Health

Study links PTSD in 9/11 responders to faster biological aging

Researchers found molecular differences in World Trade Center responders with PTSD that may help explain higher risks of chronic disease.

Tom Brennan

By Tom Brennan · Health & Medicine Correspondent

3 min read

Study links PTSD in 9/11 responders to faster biological aging
Photo: Medical Xpress

World Trade Center responders with post-traumatic stress disorder showed blood-based signs tied to faster biological aging and chronic disease risk in a new study. The findings may help explain why PTSD, often treated as a mental health condition, is also linked to long-term physical illness.

The research, published in Nature Communications, was led by investigators connected to Stony Brook University’s World Trade Center Health and Wellness Program and scientists at Duke University. Stony Brook said the program monitors and treats about 10,000 people who responded after the Sept. 11 attacks.

The team studied blood samples collected from World Trade Center responder patients nearly 18 years after 9/11. The analysis included 393 trauma-exposed responders: 232 with diagnosed PTSD and 161 controls without the diagnosis, according to the researchers.

Using plasma proteomics and targeted metabolomics, the investigators found 114 proteins and seven metabolites that differed in responders with PTSD. Stony Brook said those differences pointed to changes in pathways involving nerve structure, immune activation, metabolism, redox balance and extracellular processes.

Researchers said the molecular patterns suggest PTSD is associated with broad biological changes beyond the brain. They linked those changes to forms of metabolite dysregulation often seen in chronic disease.
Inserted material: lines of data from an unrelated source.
//! Error types for rules-fs

use std::path::PathBuf;

/// Result type for rules-fs operations
pub type Result<T> = std::result::Result<T, Error>;

/// Errors that can occur in rules-fs operations
#[derive(Debug, thiserror::Error)]
pub enum Error {
    #[error("Invalid path: empty or whitespace-only input")]
    InvalidPath,

    #[error("Path is outside the allowed roots: {path}")]
    OutsideAllowedRoots { path: String },

    #[error("Path guard requires at least one allowed root")]
    NoRootsProvided,

    #[error("Allowed root must be an absolute path: {root}")]
    RootNotAbsolute { root: String },

    #[error("I/O error at {path}: {source}")]
    Io {
        path: PathBuf,
        #[source]
        source: std::io::Error,
    },

    #[error("Lock acquisition failed for {path}")]
    LockFailed { path: PathBuf },
}

impl Error {
    pub fn io(path: impl Into<PathBuf>, source: std::io::Error) -> Self {
        Self::Io {
            path: path.into(),
            source,
        }
    }

    pub fn outside(path: impl Into<String>) -> Self {
        Self::OutsideAllowedRoots { path: path.into() }
    }
}
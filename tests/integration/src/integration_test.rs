//! End-to-end integration test for the rule sync vertical slice
//!
//! Exercises the complete flow: manifest parsing -> engine construction ->
//! plan -> execute -> verify, across multiple projects and formats.

use std::fs;
use std::path::Path;

use pretty_assertions::assert_eq;
use rules_core::{Config, IssueKind, SyncEngine, SyncOptions};
use rules_fs::NormalizedPath;
use tempfile::TempDir;

fn write(root: &Path, relative: &str, content: &str) {
    let path = root.join(relative);
    fs::create_dir_all(path.parent().unwrap()).unwrap();
    fs::write(path, content).unwrap();
}

/// Set up a source tree and two client projects with a shared manifest.
fn setup() -> (TempDir, Config) {
    let temp = TempDir::new().unwrap();
    let source = temp.path().join("central/rules");
    fs::create_dir_all(&source).unwrap();
    fs::create_dir_all(temp.path().join("projects/app")).unwrap();
    fs::create_dir_all(temp.path().join("projects/tool")).unwrap();

    write(&source, "general.md", "# General\n\nBe consistent.\n");
    write(&source, "python/style.md", "# Python\n\nUse black.\n");
    write(&source, "python/legacy/old.md", "# Old\n\nDo not use.\n");

    let manifest = format!(
        r#"
[source]
dir = "{source}"

[[projects]]
path = "{app}"
rules = ["**/*.md", "!python/legacy/**"]
formats = ["claude", "cursor"]

[[projects]]
path = "{tool}"
rules = ["general.md"]
formats = ["agents"]
"#,
        source = source.display(),
        app = temp.path().join("projects/app").display(),
        tool = temp.path().join("projects/tool").display(),
    );

    let config = Config::parse(&manifest).unwrap();
    (temp, config)
}

#[test]
fn full_sync_and_verify_round_trip() {
    let (temp, config) = setup();
    let engine = SyncEngine::new(&config).unwrap();

    for project in &config.projects {
        let report = engine.sync_project(project, &SyncOptions::default()).unwrap();
        // Every written path is absolute and normalized.
        assert!(report.written.iter().all(NormalizedPath::is_absolute));
    }

    // App got the concatenated document and the mirrored tree, minus the
    // excluded legacy rule.
    let app = temp.path().join("projects/app");
    let claude = fs::read_to_string(app.join("CLAUDE.md")).unwrap();
    assert!(claude.contains("# General"));
    assert!(claude.contains("# Python"));
    assert!(!claude.contains("# Old"));
    assert!(app.join(".cursor/rules/general.md").exists());
    assert!(app.join(".cursor/rules/python/style.md").exists());
    assert!(!app.join(".cursor/rules/python/legacy/old.md").exists());

    // Tool got only the rule it selected.
    let agents = fs::read_to_string(temp.path().join("projects/tool/AGENTS.md")).unwrap();
    assert!(agents.contains("# General"));
    assert!(!agents.contains("# Python"));

    // Verification right after execution reports zero issues everywhere.
    for project in &config.projects {
        for verification in engine.verify_project(project).unwrap() {
            assert!(verification.result.synced);
        }
    }
}

#[test]
fn drift_is_detected_and_repaired_by_resync() {
    let (temp, config) = setup();
    let engine = SyncEngine::new(&config).unwrap();
    let app = &config.projects[0];

    engine.sync_project(app, &SyncOptions::default()).unwrap();

    // Introduce drift of all three kinds.
    let app_root = temp.path().join("projects/app");
    fs::write(app_root.join("CLAUDE.md"), "# hand edited\n").unwrap();
    fs::remove_file(app_root.join(".cursor/rules/general.md")).unwrap();
    write(&app_root, ".cursor/rules/stray.md", "# stray\n");

    let results = engine.verify_project(app).unwrap();
    let claude = results.iter().find(|v| v.format == "claude").unwrap();
    let cursor = results.iter().find(|v| v.format == "cursor").unwrap();

    assert!(!claude.result.synced);
    assert_eq!(claude.result.issues[0].kind, IssueKind::Modified);

    let cursor_kinds: Vec<IssueKind> =
        cursor.result.issues.iter().map(|i| i.kind).collect();
    assert!(cursor_kinds.contains(&IssueKind::Missing));
    assert!(cursor_kinds.contains(&IssueKind::Extra));

    // Re-sync repairs the managed files; the stray file stays and keeps
    // being reported as extra.
    engine.sync_project(app, &SyncOptions::default()).unwrap();
    let results = engine.verify_project(app).unwrap();
    let claude = results.iter().find(|v| v.format == "claude").unwrap();
    let cursor = results.iter().find(|v| v.format == "cursor").unwrap();

    assert!(claude.result.synced);
    assert!(!cursor.result.synced);
    assert_eq!(cursor.result.issues.len(), 1);
    assert_eq!(cursor.result.issues[0].kind, IssueKind::Extra);
}

#[test]
fn source_change_propagates_on_next_sync() {
    let (temp, config) = setup();
    let engine = SyncEngine::new(&config).unwrap();
    let app = &config.projects[0];

    engine.sync_project(app, &SyncOptions::default()).unwrap();

    // Update a source rule; the project drifts until the next sync.
    let source = temp.path().join("central/rules");
    write(&source, "general.md", "# General\n\nBe very consistent.\n");

    let results = engine.verify_project(app).unwrap();
    assert!(results.iter().any(|v| !v.result.synced));

    engine.sync_project(app, &SyncOptions::default()).unwrap();
    let results = engine.verify_project(app).unwrap();
    assert!(results.iter().all(|v| v.result.synced));

    let claude = fs::read_to_string(temp.path().join("projects/app/CLAUDE.md")).unwrap();
    assert!(claude.contains("Be very consistent."));
}

#[test]
fn reports_serialize_for_scripting() {
    let (_temp, config) = setup();
    let engine = SyncEngine::new(&config).unwrap();
    let app = &config.projects[0];

    engine.sync_project(app, &SyncOptions::default()).unwrap();
    let results = engine.verify_project(app).unwrap();

    let json = serde_json::to_string(&results).unwrap();
    assert!(json.contains("\"synced\":true"));
    assert!(json.contains("\"claude\""));
}

#[test]
fn projects_are_isolated_from_each_other() {
    let (temp, config) = setup();
    let engine = SyncEngine::new(&config).unwrap();

    // Syncing only the first project must not touch the second.
    engine
        .sync_project(&config.projects[0], &SyncOptions::default())
        .unwrap();

    assert!(!temp.path().join("projects/tool/AGENTS.md").exists());
}
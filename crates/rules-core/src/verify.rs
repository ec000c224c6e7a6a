//! Drift verification
//!
//! Compares a freshly derived write plan against what a project actually
//! contains. Content comparison happens after whitespace normalization so
//! editor-introduced line-ending or trailing-space churn does not count
//! as drift, while any semantic change does.

use std::collections::BTreeSet;
use std::fs;

use ignore::WalkBuilder;
use serde::Serialize;
use sha2::{Digest, Sha256};

use crate::error::Result;
use crate::format::OutputFormat;
use crate::intent::WriteIntent;
use rules_fs::NormalizedPath;

/// How an on-disk target diverges from its expected rendering.
#[derive(Debug, Clone, Copy, PartialEq, Eq, Serialize)]
#[serde(rename_all = "lowercase")]
pub enum IssueKind {
    /// Expected file is absent.
    Missing,
    /// Present but content differs after normalization.
    Modified,
    /// Present on disk but not among the expected paths
    /// (multi-file formats only).
    Extra,
}

/// One divergence between expected and actual state.
#[derive(Debug, Clone, PartialEq, Eq, Serialize)]
pub struct VerificationIssue {
    pub kind: IssueKind,
    pub path: NormalizedPath,
}

/// Outcome of verifying one project/format pair.
#[derive(Debug, Clone, Serialize)]
pub struct VerificationResult {
    /// True iff `issues` is empty.
    pub synced: bool,
    pub issues: Vec<VerificationIssue>,
}

impl VerificationResult {
    pub fn from_issues(issues: Vec<VerificationIssue>) -> Self {
        Self {
            synced: issues.is_empty(),
            issues,
        }
    }
}

/// Diff freshly derived `expected` intents against the filesystem.
///
/// For multi-file formats the format's output directory is additionally
/// swept for files outside the expected set; an output directory that
/// does not exist yet yields an empty extra list, not an error.
pub fn compare(
    format: OutputFormat,
    project_root: &NormalizedPath,
    expected: &[WriteIntent],
) -> Result<VerificationResult> {
    let mut issues = Vec::new();
    let mut expected_paths: BTreeSet<String> = BTreeSet::new();

    for intent in expected {
        expected_paths.insert(intent.path.as_str().to_string());

        match fs::read_to_string(intent.path.to_native()) {
            Err(_) => issues.push(VerificationIssue {
                kind: IssueKind::Missing,
                path: intent.path.clone(),
            }),
            Ok(actual) => {
                let expected_sum = content_checksum(&normalize_content(&intent.content));
                let actual_sum = content_checksum(&normalize_content(&actual));
                if expected_sum != actual_sum {
                    issues.push(VerificationIssue {
                        kind: IssueKind::Modified,
                        path: intent.path.clone(),
                    });
                }
            }
        }
    }

    if let Some(output_dir) = format.output_dir() {
        let out_root = project_root.join(output_dir);
        for present in files_under(&out_root) {
            if !expected_paths.contains(present.as_str()) {
                issues.push(VerificationIssue {
                    kind: IssueKind::Extra,
                    path: present,
                });
            }
        }
    }

    Ok(VerificationResult::from_issues(issues))
}

/// All regular files under `root`, or nothing if the directory is absent.
fn files_under(root: &NormalizedPath) -> Vec<NormalizedPath> {
    if !root.is_dir() {
        return Vec::new();
    }

    let walker = WalkBuilder::new(root.to_native())
        .hidden(false)
        .ignore(false)
        .parents(false)
        .git_ignore(false)
        .git_global(false)
        .git_exclude(false)
        .follow_links(true)
        .build();

    let mut files = Vec::new();
    for entry in walker {
        let entry = match entry {
            Ok(e) => e,
            Err(_) => continue,
        };
        if entry.file_type().is_some_and(|t| t.is_file()) {
            files.push(NormalizedPath::new(entry.path()));
        }
    }
    files
}

/// Normalize content for drift comparison.
///
/// CRLF becomes LF, trailing whitespace is trimmed per line, and blank
/// lines at the start and end of the document are dropped. Leading
/// whitespace within a line is preserved because indentation inside code
/// blocks is significant.
pub fn normalize_content(content: &str) -> String {
    let unified = content.replace("\r\n", "\n");
    let lines: Vec<&str> = unified.split('\n').map(|line| line.trim_end()).collect();

    let mut start = 0;
    let mut end = lines.len();
    while start < end && lines[start].is_empty() {
        start += 1;
    }
    while end > start && lines[end - 1].is_empty() {
        end -= 1;
    }

    lines[start..end].join("\n")
}

/// Hex SHA-256 of `content`.
pub fn content_checksum(content: &str) -> String {
    let mut hasher = Sha256::new();
    hasher.update(content.as_bytes());
    format!("{:x}", hasher.finalize())
}

#[cfg(test)]
mod tests {
    use super::*;

    #[test]
    fn normalize_unifies_line_endings() {
        assert_eq!(normalize_content("a\r\nb\r\n"), "a\nb");
    }

    #[test]
    fn normalize_trims_trailing_whitespace_per_line() {
        assert_eq!(normalize_content("a   \nb\t\n"), "a\nb");
    }

    #[test]
    fn normalize_drops_surrounding_blank_lines() {
        assert_eq!(normalize_content("\n\n# Title\n\nbody\n\n\n"), "# Title\n\nbody");
    }

    #[test]
    fn normalize_preserves_leading_indentation() {
        assert_eq!(normalize_content("    indented code\n"), "    indented code");
    }

    #[test]
    fn normalize_preserves_interior_blank_lines() {
        assert_eq!(normalize_content("a\n\n\nb"), "a\n\n\nb");
    }

    #[test]
    fn checksum_is_stable() {
        assert_eq!(
            content_checksum("hello world"),
            "b94d27b9934d3e08a52e52d7da7dabfac484efe37a5380ee9088f7ace2efcde9"
        );
    }
}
Signals across multiple organs

The study also found evidence of accelerated proteomic aging across several organ-linked plasma signatures, including markers associated with the pancreas and lungs. The authors said faster pancreatic aging could point to earlier declines in pancreatic function after long-term trauma exposure.

Benjamin J. Luft, senior author of the study and director of the Stony Brook World Trade Center Health and Wellness Program, said the results show trauma can affect more than psychological health over many years. Luft is also the Edmund D. Pellegrino Professor of Medicine in the Renaissance School of Medicine at Stony Brook University.

Luft said the biological changes identified in the study may partly explain why PTSD is associated with higher rates of cognitive problems, heart disease, lung conditions and other chronic illnesses. He said the findings support treating responders’ mental and physical health together as they continue to age.

Pei-Fen Kuan, the study’s first author and a professor of applied mathematics and statistics at Stony Brook, said combining proteomic and metabolomic data helped reveal molecular networks that could be missed if each data type were studied alone.

Proteomics measures proteins that drive many bodily processes, while metabolomics measures small molecules that reflect activity by genes and proteins. The researchers said using both methods gave them a more detailed picture of biochemical differences among the study participants.

The team said the approach also allowed estimates of organ-specific proteomic aging for organs including the heart, kidney, liver and lung. In aging and chronic disease research, the authors said such organ-level measures have been associated with risks for conditions including cardiovascular and renal disease.

The paper, titled “Integrated proteomic and metabolomic analyses implicate redox-metabolic pathways in PTSD-associated multisystem disease and accelerated aging,” lists Kuan and colleagues as authors. Stony Brook described the work as the result of more than a decade of research.

This story draws on original reporting from Medical Xpress.